En el Salto del cabrero y el acecho de los buitres

Le pregunté a Marta, mientras se cambiada de calzado al final del día, qué tal le había ido en su primera excursión con el club. “Bueno, bien… Pero no entiendo por qué vais tan de prisa, por qué no se espera a los que se retrasan, por qué ese afán de correr tanto, por qué no puede uno detenerse a mirar, a hacer una foto, a…” O sea, que tú no vuelves. “¡Oh, sí, sí qué volveré! Me ha encantado”, concluyó. “¡Y eso que venía a ciegas!”, añadió luego, tras una pausa. “Pensé que Monti me traía a una ruta normal de senderismo. Y este es un grupo de montaña… Montaña pura y dura”.

            ¡Ea, pues, Marta acababa de descubrir a los correkas! Ella sola ha resumido en cuatro línieas qué es el club Correcaminos: cierta dosis de anarquía y un sube y baja continuo. Con un buen ambiente siempre, eso sí; y también, cómo no, con su dosis, naturalmente, de quejas. Normal. Este grupo tiende siempre a practicar “el clasicismo” que practica el montañero, que consiste, como todo el mundo sabe, en llegar a la cumbre cuanto antes para bajar enseguida. Con una particularidad: que el grupo no comienza a caminar antes de las once con lo que a la vuelta puede hacérsele de noche. Correcaminos es así.

            Subimos, bajamos, atrochamos, nos perdemos, avanzamos, retrocedemos… Caminamos sin cesar y eso nos hace fuertes. Y de ahí surgen las quejas que antes enunciaba. Se quejan, normalmente, los que vienen por primera vez, y no volverán porque piensan que el placer no se ajusta al sacrificio; aunque, sobre todo, no volverán más, porque, tras la excursión vivida, descubren que la realidad no se corresponde con el goce distendido que se desprende de las fotografías del grupo que circulan por la red.

            También se quejan algunos asiduos, claro. Estos preferirían, como es lógico, hacer recorridos más plácidos, menos tortuosos. Sí, es verdad, en Correcaminos se practica la contradicción con frecuencia: por un lado hay afición a lo heroico y, por otro, a más de uno le encantaría caminar por llano. C ést la vie. Y esto es lo que le ha ocurrido a Marta en su primera inmersión correka, que acaba con la extraña sensación de haber estado en algún lugar del Paraíso sin haber podido disfrutarlo al tiempo que ya anhela repetir, porque la excursión, el grupo, el ambiente… “casi todo”, dice, le ha encantado.

            Es inútil pretender que Correcaminos sea un club al uso. Ya desde al principio, nada más dejar Benaocaz, alguno de los 23 que nos dimos cita este sábado practicó la disensión al llegar al Ojo del moro. Y eso que es un balcón único desde el que con una mente abierta y echándole imaginación puede verse, quizá, el fin del mundo. Se trata de un agujero, un ojo descomunal, horadado en la roca a capricho, al que se sube casi en vertical como si se subiese a un santuario para hacer una foto.

En lo alto del Ojo del Moro./ Foto JM
En lo alto del Ojo del Moro./ Foto JM

            Cuando regresamos al sendero después de la ofrenda floral en el Ojo del moro, desandamos un centenar de metros lo andado para cruzar al otro lado del arroyo del Pajaruco donde cogimos la cuerda de una senda poco clara e intrincada que nos llevaría por la sombra a las planicies del paraje Las Veredas, donde hay algunas dehesas en las que abundan los cochinos, vacas y cabras.

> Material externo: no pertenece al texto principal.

//! Post-handshake data pump.
//!
//! # Responsibilities
//! - TARGET: drain one cycle from the FIFO, write it, wait for the ack
//! - SOURCE: read one cycle, append it to the FIFO, write the ack
//! - Count zero-byte ticks; the ceiling ends the session gracefully
//!
//! # Invariants
//! - At most one written block is unacknowledged at a time
//! - A block is either committed to the FIFO whole or not at all
//! - The FIFO lock covers only the copy into or out of scratch memory

use super::buffer::FifoBuffer;
use super::error::SessionError;
use super::stall::StallCounter;
use super::transport::{classify, is_disconnect, Transfer, Transport};
use crate::observability::metrics;
use crate::protocol::codec::{block_len, decode_values, encode_values};
use crate::protocol::{Direction, RESP_RECVD};

/// Non-error result of one cycle.
#[derive(Debug, Clone, Copy, PartialEq, Eq)]
pub enum Cycle {
    Continue,
    /// The remote went quiet, ran dry or disconnected.
    Finished,
}

/// Scratch memory and flow-control state, sized once per connection.
#[derive(Debug)]
pub struct SteadyState {
    scratch: Vec<f64>,
    wire: Vec<u8>,
    unacknowledged: bool,
}

impl SteadyState {
    pub fn new(data_size: usize) -> Self {
        Self {
            scratch: vec![0.0; data_size],
            wire: vec![0u8; block_len(data_size)],
            unacknowledged: false,
        }
    }

    /// Values moved per cycle.
    pub fn scratch_len(&self) -> usize {
        self.scratch.len()
    }

    /// True between a completed write and the ack that answers it.
    pub fn unacknowledged(&self) -> bool {
        self.unacknowledged
    }

    /// Server is the producer: ack-gated write of one block.
    pub fn write_cycle<T: Transport>(
        &mut self,
        transport: &mut T,
        buffer: &FifoBuffer,
        stalls: &mut StallCounter,
    ) -> Result<Cycle, SessionError> {
        if self.unacknowledged {
            let mut ack = [0u8; 1];
            match classify(transport.recv(&mut ack), ack.len()) {
                Transfer::Complete => {
                    if ack[0] != RESP_RECVD {
                        return Err(SessionError::UnexpectedAck {
                            expected: RESP_RECVD,
                            got: ack[0],
                        });
                    }
                    self.unacknowledged = false;
                    stalls.reset();
                }
                Transfer::Empty | Transfer::Short(_) => {
                    if stalls.record() {
                        tracing::info!(stalls = stalls.count(), "No acknowledgement from client, assume finished");
                        return Ok(Cycle::Finished);
                    }
                    return Ok(Cycle::Continue);
                }
                Transfer::Disconnected(err) => {
                    tracing::info!(error = %err, "Client disconnected while acknowledging");
                    return Ok(Cycle::Finished);
                }
                Transfer::Failed(err) => return Err(SessionError::Io(err)),
            }
        }

        if !buffer.drain_front_into(&mut self.scratch) {
            if stalls.record() {
                tracing::info!(stalls = stalls.count(), "No data left to write, assume finished");
                return Ok(Cycle::Finished);
            }
            return Ok(Cycle::Continue);
        }

        encode_values(&self.scratch, &mut self.wire);
        match transport.send(&self.wire) {
            Ok(n) if n == self.wire.len() => {}
            Ok(written) => {
                return Err(SessionError::ShortWrite {
                    expected: self.wire.len(),
                    written,
                })
            }
            Err(err) => return Err(SessionError::Io(err)),
        }
        tracing::trace!(bytes = self.wire.len(), "Wrote block to client");

        self.unacknowledged = true;
        stalls.reset();
        metrics::record_batch(Direction::Target, self.scratch.len());
        Ok(Cycle::Continue)
    }

    /// Server is the consumer: read one block, commit it, acknowledge.
    pub fn read_cycle<T: Transport>(
        &mut self,
        transport: &mut T,
        buffer: &FifoBuffer,
        stalls: &mut StallCounter,
    ) -> Result<Cycle, SessionError> {
        match classify(transport.recv(&mut self.wire), self.wire.len()) {
            Transfer::Complete => {
                decode_values(&self.wire, &mut self.scratch);
                buffer.extend_from_slice(&self.scratch);
                stalls.reset();
                metrics::record_batch(Direction::Source, self.scratch.len());
                tracing::trace!(bytes = self.wire.len(), "Read block from client");
            }
            Transfer::Empty => {
                if stalls.record() {
                    tracing::info!(stalls = stalls.count(), "No data available, assume finished");
                    return Ok(Cycle::Finished);
                }
                return Ok(Cycle::Continue);
            }
            Transfer::Short(got) => {
                return Err(SessionError::ShortRead {
                    expected: self.wire.len(),
                    got,
                })
            }
            Transfer::Disconnected(err) => {
                tracing::info!(error = %err, "Client disconnected");
                return Ok(Cycle::Finished);
            }
            Transfer::Failed(err) => return Err(SessionError::Io(err)),
        }

        match transport.send(&[RESP_RECVD]) {
            Ok(1) => Ok(Cycle::Continue),
            Ok(written) => Err(SessionError::ShortWrite {
                expected: 1,
                written,
            }),
            Err(err) if is_disconnect(&err) => {
                tracing::info!(error = %err, "Client disconnected before acknowledgement");
                Ok(Cycle::Finished)
            }
            Err(err) => Err(SessionError::Io(err)),
        }
    }
}
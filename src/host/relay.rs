//! Forward values between streams by name.
//!
//! A relay route drains whatever a source stream has delivered and queues it
//! for the named target. Lets a pure network host pipe one component's
//! output into another without a computation in between.

use std::time::Duration;

use tokio::sync::broadcast;

use super::table::HostHandle;
use crate::config::RelayRoute;

/// Move buffered values along every route once. Returns values moved.
pub fn relay_once(host: &HostHandle, routes: &[RelayRoute]) -> usize {
    let mut moved = 0;
    for route in routes {
        let values = host.take_data(&route.from);
        if values.is_empty() {
            continue;
        }
        let destination = host.add_data(&route.to, &values);
        tracing::trace!(
            from = %route.from,
            to = %route.to,
            values = values.len(),
            destination = ?destination,
            "Relayed"
        );
        moved += values.len();
    }
    moved
}

/// Run `relay_once` every `interval` until shutdown.
pub async fn run_relay(
    host: HostHandle,
    routes: Vec<RelayRoute>,
    interval: Duration,
    mut shutdown_rx: broadcast::Receiver<()>,
) {
    tracing::info!(routes = routes.len(), "Relay started");
    let mut ticker = tokio::time::interval(interval);
    ticker.set_missed_tick_behavior(tokio::time::MissedTickBehavior::Delay);

    loop {
        tokio::select! {
            _ = ticker.tick() => {
                relay_once(&host, &routes);
            }
            _ = shutdown_rx.recv() => break,
        }
    }
    tracing::info!("Relay stopped");
}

Desde ahí, por un camino limpio y bien trazado, bajamos hasta el manantial del río Hondon para la tradicional “pausa de la fruta”.

            Tras llenar las cantimploras (no sin miedo a las bacterias que pudieran relamerse de gusto en el intestino de cada uno) emprendimos la noble misión de remontar garganta arriba ¡a pleno sol, en el cénit del mediodía! hasta el Salto del cabrero. El astro rey aporreaba en las cabezas de lo lindo pero nosotros, ni caso. Caminamos en hilera por el carril entre marañas de aligustres y de zarzas –a veces arrastrándonos, otras reptando– para remontarnos metro a metro hasta alcanzar el roquedal que, aunque en posición más vertical, es menos agresivo y gravoso que el tupido manto vegetal que habíamos dejado a atrás.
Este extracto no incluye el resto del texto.